In the name of the Father and of the + Son and of the Holy Spirit. Amen.
2 comments:
I thought you were going to say: "Who is my neighbor? Everyone! Your friends, and your enemies. The unborn child, and the aged grandfather with tubes in his lungs. etc. etc." I love preaching on this text.
Paul:
There's a great episode of Davey & Goliath (which I used to watch on TV when I was a kid long before I was a Lutheran) called "Good Neighbor." It is a clever re-telling of the Good Samaritan.
The mayor is giving out balloons in the park that say "I am a good neighbor." On her way to the event is a little girl - who has gotten hurt and is lost. Two separate neighborhood boys hurry by the crying child, eager to get their balloons.

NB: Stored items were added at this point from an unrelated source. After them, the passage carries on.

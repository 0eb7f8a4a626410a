//! Touch sampling
//!
//! Touch controllers are polled: each poll reports either the current finger
//! position or nothing. [`TouchTracker`] remembers the previous poll and turns
//! the stream into edge events.

use crate::ui::core::{TouchEvent, TouchPoint};

#[derive(Debug, Default)]
pub struct TouchTracker {
    last: Option<TouchPoint>,
}

impl TouchTracker {
    pub const fn new() -> Self {
        Self { last: None }
    }

    /// Feed one poll result.
    ///
    /// - first contact yields `Press`
    /// - a moved contact yields `Drag`, an unmoved one yields nothing
    /// - losing contact yields `Release` at the last known point
    pub fn update(&mut self, sample: Option<TouchPoint>) -> Option<TouchEvent> {
        let event = match (self.last, sample) {
            (None, Some(point)) => Some(TouchEvent::Press(point)),
            (Some(previous), Some(point)) if previous != point => Some(TouchEvent::Drag(point)),
            (Some(_), Some(_)) => None,
            (Some(previous), None) => Some(TouchEvent::Release(previous)),
            (None, None) => None,
        };
        self.last = sample;
        event
    }

    pub fn is_touching(&self) -> bool {
        self.last.is_some()
    }
}
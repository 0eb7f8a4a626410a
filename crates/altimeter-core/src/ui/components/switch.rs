//! Two-position toggle switch

use embedded_graphics::Drawable as EgDrawable;
use embedded_graphics::pixelcolor::Rgb565;
use embedded_graphics::prelude::*;
use embedded_graphics::primitives::{Circle, PrimitiveStyleBuilder, Rectangle, RoundedRectangle};

use crate::ui::core::{Action, Drawable, TouchEvent, TouchPoint, TouchResult, Touchable};
use crate::ui::styling::ColorPalette;

/// Gap between the knob and the track edge
const KNOB_INSET: u32 = 3;

/// Pill-shaped on/off switch.
///
/// A press inside the switch requests the opposite position through
/// [`Action::SetSimulation`]; the switch itself only changes when the owner
/// calls [`Switch::set_on`] after applying the action.
pub struct Switch {
    bounds: Rectangle,
    on: bool,
    palette: ColorPalette,
    dirty: bool,
}

impl Switch {
    pub fn new(bounds: Rectangle, on: bool) -> Self {
        Self {
            bounds,
            on,
            palette: ColorPalette::default(),
            dirty: true,
        }
    }

    pub fn is_on(&self) -> bool {
        self.on
    }

    pub fn set_on(&mut self, on: bool) {
        if self.on != on {
            self.on = on;
            self.dirty = true;
        }
    }

    pub fn set_palette(&mut self, palette: ColorPalette) {
        if self.palette != palette {
            self.palette = palette;
            self.dirty = true;
        }
    }

    fn knob(&self) -> Circle {
        let diameter = self.bounds.size.height.saturating_sub(2 * KNOB_INSET);
        let y = self.bounds.top_left.y + KNOB_INSET as i32;
        let x = if self.on {
            self.bounds.top_left.x + self.bounds.size.width as i32
                - KNOB_INSET as i32
                - diameter as i32
        } else {
            self.bounds.top_left.x + KNOB_INSET as i32
        };
        Circle::new(Point::new(x, y), diameter)
    }
}

impl Drawable for Switch {
    fn draw<D: DrawTarget<Color = Rgb565>>(&self, display: &mut D) -> Result<(), D::Error> {
        let track_color = if self.on {
            self.palette.primary
        } else {
            self.palette.surface
        };
        let radius = self.bounds.size.height / 2;
        let track_style = PrimitiveStyleBuilder::new()
            .fill_color(track_color)
            .stroke_color(self.palette.border)
            .stroke_width(1)
            .build();

        RoundedRectangle::with_equal_corners(self.bounds, Size::new(radius, radius))
            .into_styled(track_style)
            .draw(display)?;

        let knob_style = PrimitiveStyleBuilder::new()
            .fill_color(self.palette.knob)
            .stroke_color(self.palette.border)
            .stroke_width(1)
            .build();
        self.knob().into_styled(knob_style).draw(display)?;

        Ok(())
    }

    fn bounds(&self) -> Rectangle {
        self.bounds
    }

    fn is_dirty(&self) -> bool {
        self.dirty
    }

    fn mark_clean(&mut self) {
        self.dirty = false;
    }

    fn mark_dirty(&mut self) {
        self.dirty = true;
    }
}

impl Touchable for Switch {
    fn contains_point(&self, point: TouchPoint) -> bool {
        self.bounds.contains(point.to_point())
    }

    fn handle_touch(&mut self, event: TouchEvent) -> TouchResult {
        match event {
            TouchEvent::Press(point) if self.contains_point(point) => {
                TouchResult::Action(Action::SetSimulation(!self.on))
            }
            _ => TouchResult::NotHandled,
        }
    }
}

#[cfg(test)]
mod tests {
    use super::*;
    use embedded_graphics::mock_display::MockDisplay;

    fn switch() -> Switch {
        Switch::new(Rectangle::new(Point::new(4, 4), Size::new(40, 20)), false)
    }

    #[test]
    fn test_press_requests_opposite_position() {
        let mut switch = switch();
        let inside = TouchPoint::new(10, 10);
        assert_eq!(
            switch.handle_touch(TouchEvent::Press(inside)),
            TouchResult::Action(Action::SetSimulation(true))
        );
        // Not applied until the owner confirms
        assert!(!switch.is_on());

        switch.set_on(true);
        assert_eq!(
            switch.handle_touch(TouchEvent::Press(inside)),
            TouchResult::Action(Action::SetSimulation(false))
        );
    }

    #[test]
    fn test_ignores_touches_outside_and_non_press() {
        let mut switch = switch();
        assert_eq!(
            switch.handle_touch(TouchEvent::Press(TouchPoint::new(60, 10))),
            TouchResult::NotHandled
        );
        assert_eq!(
            switch.handle_touch(TouchEvent::Drag(TouchPoint::new(10, 10))),
            TouchResult::NotHandled
        );
        assert_eq!(
            switch.handle_touch(TouchEvent::Release(TouchPoint::new(10, 10))),
            TouchResult::NotHandled
        );
    }

    #[test]
    fn test_knob_moves_with_state() {
        let mut switch = switch();
        let off_x = switch.knob().top_left.x;
        switch.mark_clean();
        switch.set_on(true);
        assert!(switch.is_dirty());
        assert!(switch.knob().top_left.x > off_x);
        assert!(switch.bounds().contains(switch.knob().center()));
    }

    #[test]
    fn test_draws_accent_when_on() {
        let mut switch = switch();
        switch.set_on(true);
        let mut display = MockDisplay::<Rgb565>::new();
        display.set_allow_overdraw(true);
        switch.draw(&mut display).unwrap();
        // Track interior, left of the knob
        assert_eq!(display.get_pixel(Point::new(14, 14)), Some(ColorPalette::default().primary));
    }
}
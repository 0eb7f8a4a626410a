//! Shared async I2C bus
//!
//! The altimeter board hangs the power controller, IO expander, touch
//! controller and barometer off a single I2C peripheral. Each driver gets its
//! own [`SharedI2c`] handle; a transaction holds the bus lock across its
//! awaits so transfers from different tasks never interleave.

use embassy_sync::blocking_mutex::raw::CriticalSectionRawMutex;
use embassy_sync::mutex::Mutex;
use embedded_hal_async::i2c::{ErrorType, I2c, Operation};

pub type I2cBus<T> = Mutex<CriticalSectionRawMutex, T>;

/// Handle to an I2C bus shared through an embassy [`Mutex`].
///
/// ```ignore
/// static I2C_BUS: StaticCell<I2cBus<I2c<'static, Async>>> = StaticCell::new();
/// let bus = I2C_BUS.init(Mutex::new(i2c));
///
/// let barometer = Bme280Sensor::new(SharedI2c::new(bus), Delay);
/// let touch = Ft6336u::new(SharedI2c::new(bus));
/// ```
pub struct SharedI2c<'a, T> {
    bus: &'a I2cBus<T>,
}

impl<'a, T> SharedI2c<'a, T> {
    #[inline]
    pub const fn new(bus: &'a I2cBus<T>) -> Self {
        Self { bus }
    }
}

impl<T> Clone for SharedI2c<'_, T> {
    fn clone(&self) -> Self {
        Self { bus: self.bus }
    }
}

impl<T: ErrorType> ErrorType for SharedI2c<'_, T> {
    type Error = T::Error;
}

impl<T: I2c> I2c for SharedI2c<'_, T> {
    #[inline]
    async fn read(&mut self, address: u8, read: &mut [u8]) -> Result<(), Self::Error> {
        self.bus.lock().await.read(address, read).await
    }

    #[inline]
    async fn write(&mut self, address: u8, write: &[u8]) -> Result<(), Self::Error> {
        self.bus.lock().await.write(address, write).await
    }

    #[inline]
    async fn write_read(
        &mut self,
        address: u8,
        write: &[u8],
        read: &mut [u8],
    ) -> Result<(), Self::Error> {
        self.bus.lock().await.write_read(address, write, read).await
    }

    /// All operations run under one lock acquisition.
    #[inline]
    async fn transaction(
        &mut self,
        address: u8,
        operations: &mut [Operation<'_>],
    ) -> Result<(), Self::Error> {
        self.bus.lock().await.transaction(address, operations).await
    }
}

#[cfg(test)]
mod tests {
    use super::*;
    use core::pin::pin;
    use core::task::{Context, Poll, Waker};
    use embedded_hal_async::i2c::ErrorKind;

    fn block_on<F: Future>(future: F) -> F::Output {
        let mut future = pin!(future);
        let mut cx = Context::from_waker(Waker::noop());
        loop {
            if let Poll::Ready(output) = future.as_mut().poll(&mut cx) {
                return output;
            }
        }
    }

    /// Register file at a single address; reads return bytes starting at the
    /// last written register.
    struct FakeBus {
        registers: [u8; 8],
        pointer: usize,
        writes: usize,
    }

    impl ErrorType for FakeBus {
        type Error = ErrorKind;
    }

    impl I2c for FakeBus {
        async fn transaction(
            &mut self,
            _address: u8,
            operations: &mut [Operation<'_>],
        ) -> Result<(), Self::Error> {
            for op in operations {
                match op {
                    Operation::Write(bytes) => {
                        self.writes += 1;
                        self.pointer = *bytes.first().ok_or(ErrorKind::Other)? as usize;
                    }
                    Operation::Read(buf) => {
                        for (i, byte) in buf.iter_mut().enumerate() {
                            *byte = self.registers[(self.pointer + i) % self.registers.len()];
                        }
                    }
                }
            }
            Ok(())
        }
    }

    #[test]
    fn test_handles_share_one_bus() {
        let bus: I2cBus<FakeBus> = Mutex::new(FakeBus {
            registers: [0, 1, 2, 3, 4, 5, 6, 7],
            pointer: 0,
            writes: 0,
        });
        let mut first = SharedI2c::new(&bus);
        let mut second = first.clone();

        let mut buf = [0u8; 2];
        block_on(first.write_read(0x38, &[3], &mut buf)).unwrap();
        assert_eq!(buf, [3, 4]);

        block_on(second.write_read(0x38, &[6], &mut buf)).unwrap();
        assert_eq!(buf, [6, 7]);

        assert_eq!(block_on(bus.lock()).writes, 2);
    }
}
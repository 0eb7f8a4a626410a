//! Style configuration for UI elements

use embedded_graphics::pixelcolor::Rgb565;

use super::colors::BLACK;
use super::layout::Padding;

/// Visual style configuration for a UI element
///
/// ```ignore
/// let label_style = Style::new().with_padding(Padding::symmetric(0, 9));
/// ```
#[derive(Debug, Clone, Copy, PartialEq)]
pub struct Style {
    /// Foreground/text color
    pub foreground_color: Rgb565,

    /// Internal padding around content
    pub padding: Padding,
}

impl Default for Style {
    /// Black text: the screen starts at sea level on a white background.
    fn default() -> Self {
        Self {
            foreground_color: BLACK,
            padding: Padding::default(),
        }
    }
}

impl Style {
    pub fn new() -> Self {
        Self::default()
    }

    pub fn with_padding(mut self, padding: Padding) -> Self {
        self.padding = padding;
        self
    }
}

Davey sees the girl, considers leaving to get his balloon, but reconsiders. He hunts the neighborhood with the little girl until he finds her home. By the time he gets back to the park, there are no more balloons.
One boy teases Davey for helping the little girl while admiring his balloon and claiming to be a good neighbor.
Just then, the balloon pops.
One of the lessons of the program is "who is my neighbor." The girl is Davey's neighbor not because of the proximity of her home, but because she is in need.
The old Davey & Goliath episodes are on DVD. I managed to get a couple of them for a buck apiece at Big Lots. They were put out by the now-defunct ALC (American Lutheran Church) in the days before women "pastors" and the hand-wringing over gay bishops. The theme song of the show was "A Mighty Fortress" and Luther's Seal was prominently displayed.
This was the best version of the Good Samaritan for children that I've ever seen.